Stored data:

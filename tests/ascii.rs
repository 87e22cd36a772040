use intcode_vm::{
    ascii::{self, AsciiOutput, AsciiScript},
    int_code::{
        self,
        com::{Process, ProcessState},
        Program,
    },
};

#[test]
fn lines_end_with_newline() {
    assert_eq!(ascii::encode_line("NOT A J"), vec![78, 79, 84, 32, 65, 32, 74, 10]);
    assert_eq!(ascii::encode_lines(&["WALK", ""]), vec![87, 65, 76, 75, 10, 10]);
}

#[test]
fn large_values_are_split_from_text() {
    let (outputs, _) = int_code::run_with_inputs("104,79,104,75,104,10,104,19349,99", &[]).unwrap();
    let output = ascii::decode(&outputs);
    assert_eq!(output.text(), "OK\n");
    assert_eq!(output.large_values(), &[19349]);
    assert_eq!(ascii::decode(&[-1, 128, 65]).large_values(), &[-1, 128]);
}

#[test]
fn script_is_echoed_through_program() {
    let program = "3,10,4,10,1105,1,0".parse::<Program>().unwrap();
    let mut proc = Process::new(&program);
    let mut script = AsciiScript::new(&["hi"]);
    let mut output = AsciiOutput::default();
    assert_eq!(proc.run(&mut script, &mut output).unwrap(), ProcessState::Block);
    assert!(script.is_finished());
    assert_eq!(output.text(), "hi\n");
    assert!(output.large_values().is_empty());
}
use anyhow::{bail, Context, Result};
use clap::Parser;
use intcode_vm::{
    int_code::{
        self,
        com::{Process, ProcessState},
        io::Channel,
    },
    CLIArgs,
};

#[derive(Debug, Parser)]
struct RunArgs {
    #[command(flatten)]
    common: CLIArgs,
    /// Value put into position 1 before running.
    #[arg(long)]
    noun: Option<i64>,
    /// Value put into position 2 before running.
    #[arg(long)]
    verb: Option<i64>,
    /// Input values, in order.
    #[arg(long, value_delimiter = ',', allow_hyphen_values = true)]
    input: Vec<i64>,
}

fn main() -> Result<()> {
    env_logger::init();
    let args = RunArgs::parse();
    let input_path = &args.common.input_path;
    let program = int_code::read_int_code(input_path).with_context(|| {
        format!(
            "Failed to read intcode program from given input file({}).",
            input_path.display()
        )
    })?;

    let mut proc = Process::new(&program);
    if let Some(noun) = args.noun {
        proc.mem_mut().write(1, noun)?;
    }
    if let Some(verb) = args.verb {
        proc.mem_mut().write(2, verb)?;
    }

    let mut input = Channel::new(&args.input);
    let mut output = Vec::new();
    let state = proc
        .run(&mut input, &mut output)
        .context("Failed to execute given intcode program.")?;
    if state != ProcessState::Halt {
        bail!(
            "Program blocked for input after {} step(s), given input({:?}) isn't enough.",
            proc.step_count(),
            args.input
        );
    }

    if output.is_empty() {
        println!(
            "Program halted after {} step(s), the value at position 0 is {}.",
            proc.step_count(),
            proc.mem().read(0)?
        );
    } else {
        let output = output.iter().map(|v| v.to_string()).collect::<Vec<_>>();
        println!(
            "Program halted after {} step(s), outputs: {}.",
            proc.step_count(),
            output.join(",")
        );
    }

    Ok(())
}
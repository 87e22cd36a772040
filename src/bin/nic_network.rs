use anyhow::{Context, Result};
use clap::Parser;
use intcode_vm::{
    int_code,
    nic::{self, NetworkConfig},
    CLIArgs,
};

#[derive(Debug, Parser)]
struct NetworkArgs {
    #[command(flatten)]
    common: CLIArgs,
    /// Number of hosts in network.
    #[arg(long, default_value_t = 50)]
    hosts: usize,
    /// Address intercepted by NAT.
    #[arg(long, default_value_t = 255)]
    nat_addr: usize,
    /// Give up after this many ticks.
    #[arg(long)]
    max_ticks: Option<usize>,
    /// Give up when one host runs this many instructions in a tick without asking for input.
    #[arg(long)]
    max_tick_steps: Option<usize>,
}

fn main() -> Result<()> {
    env_logger::init();
    let args = NetworkArgs::parse();
    let input_path = &args.common.input_path;
    let program = int_code::read_int_code(input_path).with_context(|| {
        format!(
            "Failed to read intcode program from given input file({}).",
            input_path.display()
        )
    })?;

    let config = NetworkConfig {
        host_n: args.hosts,
        nat_addr: args.nat_addr,
        max_ticks: args.max_ticks,
        max_tick_steps: args.max_tick_steps,
        ..Default::default()
    };
    let report = nic::run_network(&program, &config)
        .with_context(|| format!("Failed to run network of {} host(s).", config.host_n))?;
    match report.first_nat_packet() {
        Some(packet) => println!(
            "The first packet sent to address({}) is {}, its y is {}.",
            config.nat_addr,
            packet,
            packet.y()
        ),
        None => println!("There isn't any packet sent to address({}).", config.nat_addr),
    }
    println!(
        "NAT has sent two packets with the same y({}) to address {} in a row, after {} tick(s).",
        report.repeated_y(),
        config.nat_send_addr,
        report.ticks()
    );

    Ok(())
}
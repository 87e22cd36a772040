use std::{
    sync::{
        atomic::{AtomicBool, Ordering},
        Arc,
    },
    thread::{self, JoinHandle},
};

use crossbeam_channel::{Receiver, Sender};
use log::{debug, warn};

use crate::{
    int_code::{
        com::{Process, ProcessResult},
        io::pipe,
        Program,
    },
    Error,
};

/// A process running on its own thread, driven turn by turn through [`Actor::action`].
pub struct Actor {
    name: String,
    input: Option<Sender<i64>>,
    output: Receiver<i64>,
    stop: Arc<AtomicBool>,
    handle: Option<JoinHandle<Result<ProcessResult, Error>>>,
}

impl Actor {
    pub fn start(program: &Program) -> Result<Self, Error> {
        Self::start_named(program, "actor")
    }

    pub fn start_named(program: &Program, name: &str) -> Result<Self, Error> {
        let (in_tx, mut in_rx) = pipe();
        let (mut out_tx, out_rx) = pipe();
        let stop = Arc::new(AtomicBool::new(false));
        let mut proc = Process::new(program);
        let thread_stop = stop.clone();
        let handle = thread::Builder::new()
            .name(name.to_string())
            .spawn(move || {
                proc.run_until(&mut in_rx, &mut out_tx, &thread_stop)?;
                Ok::<_, Error>(proc.into_result())
            })?;
        debug!("Actor({}) started.", name);

        Ok(Self {
            name: name.to_string(),
            input: Some(in_tx),
            output: out_rx,
            stop,
            handle: Some(handle),
        })
    }

    pub fn name(&self) -> &str {
        &self.name
    }

    pub fn send(&self, value: i64) -> Result<(), Error> {
        self.input
            .as_ref()
            .ok_or(Error::ActorStopped)?
            .send(value)
            .map_err(|_| Error::ActorStopped)
    }

    /// Block until the process emits one value.
    pub fn recv(&self) -> Result<i64, Error> {
        self.output.recv().map_err(|_| Error::ActorStopped)
    }

    /// Push one input and wait for exactly one output.
    pub fn action(&self, input: i64) -> Result<i64, Error> {
        self.send(input)?;
        self.recv()
    }

    /// Stop the process after its current instruction and collect its final state.
    pub fn close(mut self) -> Result<ProcessResult, Error> {
        self.shutdown()
    }

    fn shutdown(&mut self) -> Result<ProcessResult, Error> {
        self.stop.store(true, Ordering::Release);
        // Wakes the process if it's waiting for input.
        self.input.take();
        let handle = self.handle.take().ok_or(Error::ActorStopped)?;
        let res = handle
            .join()
            .map_err(|_| Error::WorkerPanicked(self.name.clone()))?;
        debug!("Actor({}) closed.", self.name);

        res
    }
}

impl Drop for Actor {
    fn drop(&mut self) {
        if self.handle.is_some() {
            if let Err(e) = self.shutdown() {
                warn!("Actor({}) ended with error: {}", self.name, e);
            }
        }
    }
}
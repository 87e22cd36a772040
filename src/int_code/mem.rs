use crate::Error;

use super::Program;

/// Runtime memory of one process. Grows on write, reads past the end give 0.
#[derive(Debug, Clone, PartialEq, Eq, Default)]
pub struct Memory {
    cells: Vec<i64>,
}

impl Memory {
    pub fn load(text: &str) -> Result<Self, Error> {
        text.parse::<Program>().map(|p| Self::from(&p))
    }

    pub fn read(&self, addr: i64) -> Result<i64, Error> {
        let ind = Self::check_addr(addr)?;
        Ok(self.cells.get(ind).copied().unwrap_or(0))
    }

    pub fn write(&mut self, addr: i64, value: i64) -> Result<(), Error> {
        let ind = Self::check_addr(addr)?;
        if ind >= self.cells.len() {
            self.cells.resize(ind + 1, 0);
        }

        self.cells[ind] = value;
        Ok(())
    }

    pub fn len(&self) -> usize {
        self.cells.len()
    }

    pub fn is_empty(&self) -> bool {
        self.cells.is_empty()
    }

    pub fn as_slice(&self) -> &[i64] {
        &self.cells
    }

    pub fn into_vec(self) -> Vec<i64> {
        self.cells
    }

    fn check_addr(addr: i64) -> Result<usize, Error> {
        usize::try_from(addr).map_err(|_| Error::InvalidAddress(addr))
    }
}

impl From<&Program> for Memory {
    fn from(program: &Program) -> Self {
        Self {
            cells: Vec::from(program.codes()),
        }
    }
}

impl From<Vec<i64>> for Memory {
    fn from(cells: Vec<i64>) -> Self {
        Self { cells }
    }
}
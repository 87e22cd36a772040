//! Intcode virtual machine, its I/O ports, and the multi-VM topologies built on them:
//! an amplifier feedback ring, a request/response actor and an address-routed network
//! with NAT idle recovery.

use std::path::PathBuf;

use clap::Parser;
use thiserror::Error;

pub mod actor;
pub mod amp;
pub mod ascii;
pub mod int_code;
pub mod nic;

#[derive(Debug, Error)]
pub enum Error {
    #[error("I/O Error: {0}")]
    IOError(#[from] std::io::Error),
    #[error("Get empty code in given text")]
    EmptyIntCode,
    #[error("Failed to parse integer from string({0})")]
    ParseIntError(String),
    #[error("Invalid address({0}) found in execution")]
    InvalidAddress(i64),
    #[error("Invalid parameter mode({0}) found when write into memory")]
    InvalidWriteMode(u8),
    #[error("Unknown operation code({0}) found in execution")]
    UnknownOpcode(i64),
    #[error("Unknown parameter mode({0}) found")]
    UnknownParameterMode(i64),
    #[error("Not enough input in execution, inputs exhausted")]
    NotEnoughInput,
    #[error("Process has faulted before, can't execute it any more")]
    ProcessFaulted,
    #[error("Program halted without any output")]
    NoOutput,
    #[error("Channel is disconnected, the other side has gone")]
    ChannelDisconnected,
    #[error("Worker thread({0}) panicked")]
    WorkerPanicked(String),
    #[error("Actor has stopped, no more output from it")]
    ActorStopped,
}

/// Arguments shared by every binary: the file holding the intcode program.
#[derive(Debug, Parser)]
pub struct CLIArgs {
    pub input_path: PathBuf,
}
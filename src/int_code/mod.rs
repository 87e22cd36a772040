pub mod com;
pub mod inst;
pub mod io;
pub mod mem;

use std::{
    fs::File,
    io::{BufRead, BufReader},
    path::Path,
    str::FromStr,
};

use crate::Error;

use com::{Process, ProcessResult, ProcessState};
use io::{Channel, InputFn, OutputFn};
use mem::Memory;

/// Parsed intcode, never modified, each process copies it into its own memory.
#[derive(Debug, Clone, PartialEq, Eq)]
pub struct Program {
    codes: Vec<i64>,
}

impl Program {
    pub fn new(codes: Vec<i64>) -> Self {
        Self { codes }
    }

    pub fn codes(&self) -> &[i64] {
        &self.codes
    }

    pub fn len(&self) -> usize {
        self.codes.len()
    }

    pub fn is_empty(&self) -> bool {
        self.codes.is_empty()
    }
}

impl FromStr for Program {
    type Err = Error;

    fn from_str(s: &str) -> Result<Self, Self::Err> {
        // A trailing comma ends the list, it's not an empty code.
        let s = s.trim().trim_end_matches(',');
        if s.is_empty() {
            return Err(Error::EmptyIntCode);
        }

        s.split(',')
            .map(|t| {
                let t = t.trim();
                t.parse::<i64>()
                    .map_err(|_| Error::ParseIntError(t.to_string()))
            })
            .collect::<Result<Vec<_>, Error>>()
            .map(Program::new)
    }
}

pub fn read_int_code<P>(path: P) -> Result<Program, Error>
where
    P: AsRef<Path>,
{
    let code_file = File::open(path)?;
    let reader = BufReader::new(code_file);

    reader
        .lines()
        .next()
        .map_or(Err(Error::EmptyIntCode), |res| res?.parse())
}

/// Run a program without any I/O, returning its final memory.
pub fn run_to_halt(text: &str) -> Result<Memory, Error> {
    let program = text.parse::<Program>()?;
    run_no_io(Process::new(&program))
}

/// Run a program after putting `noun` and `verb` into cells 1 and 2.
pub fn run_with_noun_verb(text: &str, noun: i64, verb: i64) -> Result<Memory, Error> {
    let program = text.parse::<Program>()?;
    let mut proc = Process::new(&program);
    proc.mem_mut().write(1, noun)?;
    proc.mem_mut().write(2, verb)?;
    run_no_io(proc)
}

/// Feed `inputs`, collect every output, and report whether the program halted or ran out
/// of input.
pub fn run_with_inputs(text: &str, inputs: &[i64]) -> Result<(Vec<i64>, ProcessState), Error> {
    let program = text.parse::<Program>()?;
    let mut proc = Process::new(&program);
    let mut input = Channel::new(inputs);
    let mut output = Vec::new();
    let state = proc.run(&mut input, &mut output)?;

    Ok((output, state))
}

/// Give a single input and get the answer, which is the last output of the program.
pub fn run_with_single_io(text: &str, input: i64) -> Result<i64, Error> {
    let (outputs, state) = run_with_inputs(text, &[input])?;
    if state != ProcessState::Halt {
        return Err(Error::NotEnoughInput);
    }

    outputs.last().copied().ok_or(Error::NoOutput)
}

/// Run on the calling thread, asking `supplier` for each input and handing each output
/// to `consumer`.
pub fn run_with_callbacks<S, C>(
    text: &str,
    mut supplier: S,
    consumer: C,
) -> Result<ProcessResult, Error>
where
    S: FnMut() -> i64,
    C: FnMut(i64),
{
    let program = text.parse::<Program>()?;
    let mut proc = Process::new(&program);
    proc.run(&mut InputFn(|| Some(supplier())), &mut OutputFn(consumer))?;

    Ok(proc.into_result())
}

fn run_no_io(mut proc: Process) -> Result<Memory, Error> {
    let mut input = Channel::default();
    let mut output = Vec::new();
    match proc.run(&mut input, &mut output)? {
        ProcessState::Halt => Ok(proc.into_result().into_image()),
        _ => Err(Error::NotEnoughInput),
    }
}
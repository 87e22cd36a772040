use intcode_vm::{
    int_code::{read_int_code, Program},
    nic::{self, Error, NetworkConfig},
};

fn init_log() {
    let _ = env_logger::builder().is_test(true).try_init();
}

fn relay_program() -> Program {
    read_int_code("tests/data/nic_relay.txt").unwrap()
}

fn config(host_n: usize) -> NetworkConfig {
    NetworkConfig {
        host_n,
        max_ticks: Some(1000),
        ..Default::default()
    }
}

#[test]
fn nat_reports_first_and_repeated_y() {
    init_log();
    for host_n in [3, 50] {
        let report = nic::run_network(&relay_program(), &config(host_n)).unwrap();
        let first = report.first_nat_packet().unwrap();
        assert_eq!(first.from(), 0);
        assert_eq!(first.to(), 255);
        assert_eq!(first.y(), 6);
        assert_eq!(report.repeated_y(), 10);
        assert_eq!(
            report.nat_deliveries().iter().map(|p| p.y()).collect::<Vec<_>>(),
            vec![6, 10, 10]
        );
        assert!(report.nat_deliveries().iter().all(|p| p.to() == 0));
        assert_eq!(report.ticks(), 9);
    }
}

#[test]
fn network_is_deterministic() {
    init_log();
    let program = relay_program();
    let first = nic::run_network(&program, &NetworkConfig::default()).unwrap();
    let second = nic::run_network(&program, &NetworkConfig::default()).unwrap();
    assert_eq!(first.repeated_y(), second.repeated_y());
    assert_eq!(first.nat_deliveries(), second.nat_deliveries());
    assert_eq!(first.ticks(), second.ticks());
}

#[test]
fn faulting_host_fails_the_network() {
    init_log();
    let program = "3,100,98".parse::<Program>().unwrap();
    assert!(matches!(
        nic::run_network(&program, &config(3)),
        Err(Error::ExecutionError(0, intcode_vm::Error::UnknownOpcode(98)))
    ));
}

#[test]
fn negative_destination_fails_the_network() {
    init_log();
    let program = "3,100,104,-1,104,0,104,0,3,100,1105,1,8".parse::<Program>().unwrap();
    assert!(matches!(
        nic::run_network(&program, &config(2)),
        Err(Error::InvalidSendAddr(-1))
    ));
}

#[test]
fn silent_network_stalls() {
    init_log();
    let program = "3,100,3,101,1105,1,2".parse::<Program>().unwrap();
    let config = NetworkConfig {
        host_n: 3,
        max_ticks: Some(5),
        ..Default::default()
    };
    assert!(matches!(
        nic::run_network(&program, &config),
        Err(Error::NetworkStalled(5))
    ));
}

#[test]
fn halted_network_is_reported() {
    init_log();
    let program = "3,100,99".parse::<Program>().unwrap();
    assert!(matches!(
        nic::run_network(&program, &config(4)),
        Err(Error::NetworkHalted)
    ));
}

#[test]
fn host_spinning_without_input_is_stopped() {
    init_log();
    // Reads its address, then jumps to itself forever.
    let program = "3,100,1105,1,2".parse::<Program>().unwrap();
    let config = NetworkConfig {
        host_n: 2,
        max_ticks: Some(5),
        max_tick_steps: Some(1000),
        ..Default::default()
    };
    assert!(matches!(
        nic::run_network(&program, &config),
        Err(Error::TickStepLimit(0, 1000))
    ));
}
use std::sync::atomic::{AtomicBool, Ordering};

use log::{debug, trace};

use crate::Error;

use super::{
    inst::{ExecutionState, Instruction},
    io::{InputPort, OutputPort},
    mem::Memory,
    Program,
};

#[derive(Debug, PartialEq, Eq, Clone, Copy)]
pub enum ProcessState {
    Ready,
    Running,
    Block,
    Halt,
    Fault,
}

#[derive(Debug, Clone)]
pub struct ProcessResult {
    step_count: usize,
    state: ProcessState,
    image: Memory,
}

impl ProcessResult {
    pub fn state(&self) -> ProcessState {
        self.state
    }

    pub fn step_count(&self) -> usize {
        self.step_count
    }

    pub fn image(&self) -> &Memory {
        &self.image
    }

    pub fn into_image(self) -> Memory {
        self.image
    }
}

/// One intcode machine: memory, instruction pointer and relative base.
#[derive(Debug, Clone)]
pub struct Process {
    state: ProcessState,
    inst_p: usize,
    rel_base: i64,
    mem: Memory,
    step_count: usize,
}

impl Process {
    pub fn new(program: &Program) -> Self {
        Self::from(Memory::from(program))
    }

    pub fn state(&self) -> ProcessState {
        self.state
    }

    pub fn inst_p(&self) -> usize {
        self.inst_p
    }

    pub fn rel_base(&self) -> i64 {
        self.rel_base
    }

    pub fn step_count(&self) -> usize {
        self.step_count
    }

    pub fn mem(&self) -> &Memory {
        &self.mem
    }

    pub fn mem_mut(&mut self) -> &mut Memory {
        &mut self.mem
    }

    /// Execute exactly one instruction.
    pub fn step<I, O>(&mut self, input: &mut I, output: &mut O) -> Result<ProcessState, Error>
    where
        I: InputPort + ?Sized,
        O: OutputPort + ?Sized,
    {
        if !self.prepare()? {
            return Ok(self.state);
        }

        self.exe_cur_inst(input, output)?;
        if self.state == ProcessState::Running {
            self.state = ProcessState::Ready;
        }

        Ok(self.state)
    }

    /// Run until the process halts or blocks on input.
    pub fn run<I, O>(&mut self, input: &mut I, output: &mut O) -> Result<ProcessState, Error>
    where
        I: InputPort + ?Sized,
        O: OutputPort + ?Sized,
    {
        self.exe_loop(input, output, None, None)
    }

    /// Like [`Process::run`], but also stops (in state `Ready`) once `stop` is set.
    /// The flag is checked between instructions only.
    pub fn run_until<I, O>(
        &mut self,
        input: &mut I,
        output: &mut O,
        stop: &AtomicBool,
    ) -> Result<ProcessState, Error>
    where
        I: InputPort + ?Sized,
        O: OutputPort + ?Sized,
    {
        self.exe_loop(input, output, Some(stop), None)
    }

    /// Like [`Process::run_until`], but also pauses (in state `Ready`) once `max_steps`
    /// instructions have run in this call.
    pub fn run_bounded<I, O>(
        &mut self,
        input: &mut I,
        output: &mut O,
        stop: &AtomicBool,
        max_steps: usize,
    ) -> Result<ProcessState, Error>
    where
        I: InputPort + ?Sized,
        O: OutputPort + ?Sized,
    {
        self.exe_loop(input, output, Some(stop), Some(max_steps))
    }

    pub fn into_result(self) -> ProcessResult {
        ProcessResult {
            step_count: self.step_count,
            state: self.state,
            image: self.mem,
        }
    }

    // Returns false if there is nothing left to execute.
    fn prepare(&mut self) -> Result<bool, Error> {
        match self.state {
            ProcessState::Fault => Err(Error::ProcessFaulted),
            ProcessState::Halt => Ok(false),
            _ => {
                self.state = ProcessState::Running;
                Ok(true)
            }
        }
    }

    fn exe_loop<I, O>(
        &mut self,
        input: &mut I,
        output: &mut O,
        stop: Option<&AtomicBool>,
        max_steps: Option<usize>,
    ) -> Result<ProcessState, Error>
    where
        I: InputPort + ?Sized,
        O: OutputPort + ?Sized,
    {
        if !self.prepare()? {
            return Ok(self.state);
        }

        let start_step = self.step_count;
        debug!("Process starts running @ {}.", self.inst_p);
        loop {
            if stop.is_some_and(|s| s.load(Ordering::Acquire)) {
                debug!("Process stopped by signal @ {}.", self.inst_p);
                self.state = ProcessState::Ready;
                break;
            }

            if max_steps.is_some_and(|m| self.step_count - start_step >= m) {
                debug!(
                    "Process paused after {} step(s) @ {}.",
                    self.step_count - start_step,
                    self.inst_p
                );
                self.state = ProcessState::Ready;
                break;
            }

            self.exe_cur_inst(input, output)?;
            match self.state {
                ProcessState::Running => (),
                ProcessState::Halt => {
                    debug!("Process halt after {} step(s).", self.step_count);
                    break;
                }
                ProcessState::Block => {
                    debug!("Process blocked by requiring input @ {}.", self.inst_p);
                    break;
                }
                ProcessState::Ready | ProcessState::Fault => unreachable!(),
            }
        }

        Ok(self.state)
    }

    fn exe_cur_inst<I, O>(&mut self, input: &mut I, output: &mut O) -> Result<(), Error>
    where
        I: InputPort + ?Sized,
        O: OutputPort + ?Sized,
    {
        let inst = match Instruction::decode(&self.mem, self.inst_p) {
            Ok(inst) => inst,
            Err(e) => return Err(self.fault(e)),
        };
        trace!("step # {}: {:?} @ {}", self.step_count, inst, self.inst_p);

        let mut run_proc = RunningProcess {
            proc: &mut *self,
            input,
            output,
        };
        if let Err(e) = inst.execute(&mut run_proc) {
            return Err(self.fault(e));
        }

        if self.state != ProcessState::Block {
            self.step_count += 1;
        }

        Ok(())
    }

    fn fault(&mut self, e: Error) -> Error {
        debug!(
            "Process faulted @ {} after {} step(s): {}",
            self.inst_p, self.step_count, e
        );
        self.state = ProcessState::Fault;
        e
    }
}

impl From<Memory> for Process {
    fn from(mem: Memory) -> Self {
        Self {
            state: ProcessState::Ready,
            inst_p: 0,
            rel_base: 0,
            mem,
            step_count: 0,
        }
    }
}

struct RunningProcess<'a, I: ?Sized, O: ?Sized> {
    proc: &'a mut Process,
    input: &'a mut I,
    output: &'a mut O,
}

impl<'a, I, O> ExecutionState for RunningProcess<'a, I, O>
where
    I: InputPort + ?Sized,
    O: OutputPort + ?Sized,
{
    fn mem(&self) -> &Memory {
        &self.proc.mem
    }

    fn mem_mut(&mut self) -> &mut Memory {
        &mut self.proc.mem
    }

    fn input(&mut self) -> Option<i64> {
        self.input.get()
    }

    fn output(&mut self, value: i64) -> Result<(), Error> {
        self.output.put(value)
    }

    fn inst_p_mut(&mut self) -> &mut usize {
        &mut self.proc.inst_p
    }

    fn rel_base(&self) -> i64 {
        self.proc.rel_base
    }

    fn rel_base_mut(&mut self) -> &mut i64 {
        &mut self.proc.rel_base
    }

    fn halt(&mut self) {
        self.proc.state = ProcessState::Halt;
    }

    fn block(&mut self) {
        self.proc.state = ProcessState::Block;
    }
}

* _WHAT YOU HAVE TO DO_
Return each line of the data that contains the string "noun".

* _RESPONSE TO THE TASK_
    noun: Option<i64>,
    if let Some(noun) = args.noun {
        proc.mem_mut().write(1, noun)?;
/// Run a program after putting `noun` and `verb` into cells 1 and 2.
pub fn run_with_noun_verb(text: &str, noun: i64, verb: i64) -> Result<Memory, Error> {
    proc.mem_mut().write(1, noun)?;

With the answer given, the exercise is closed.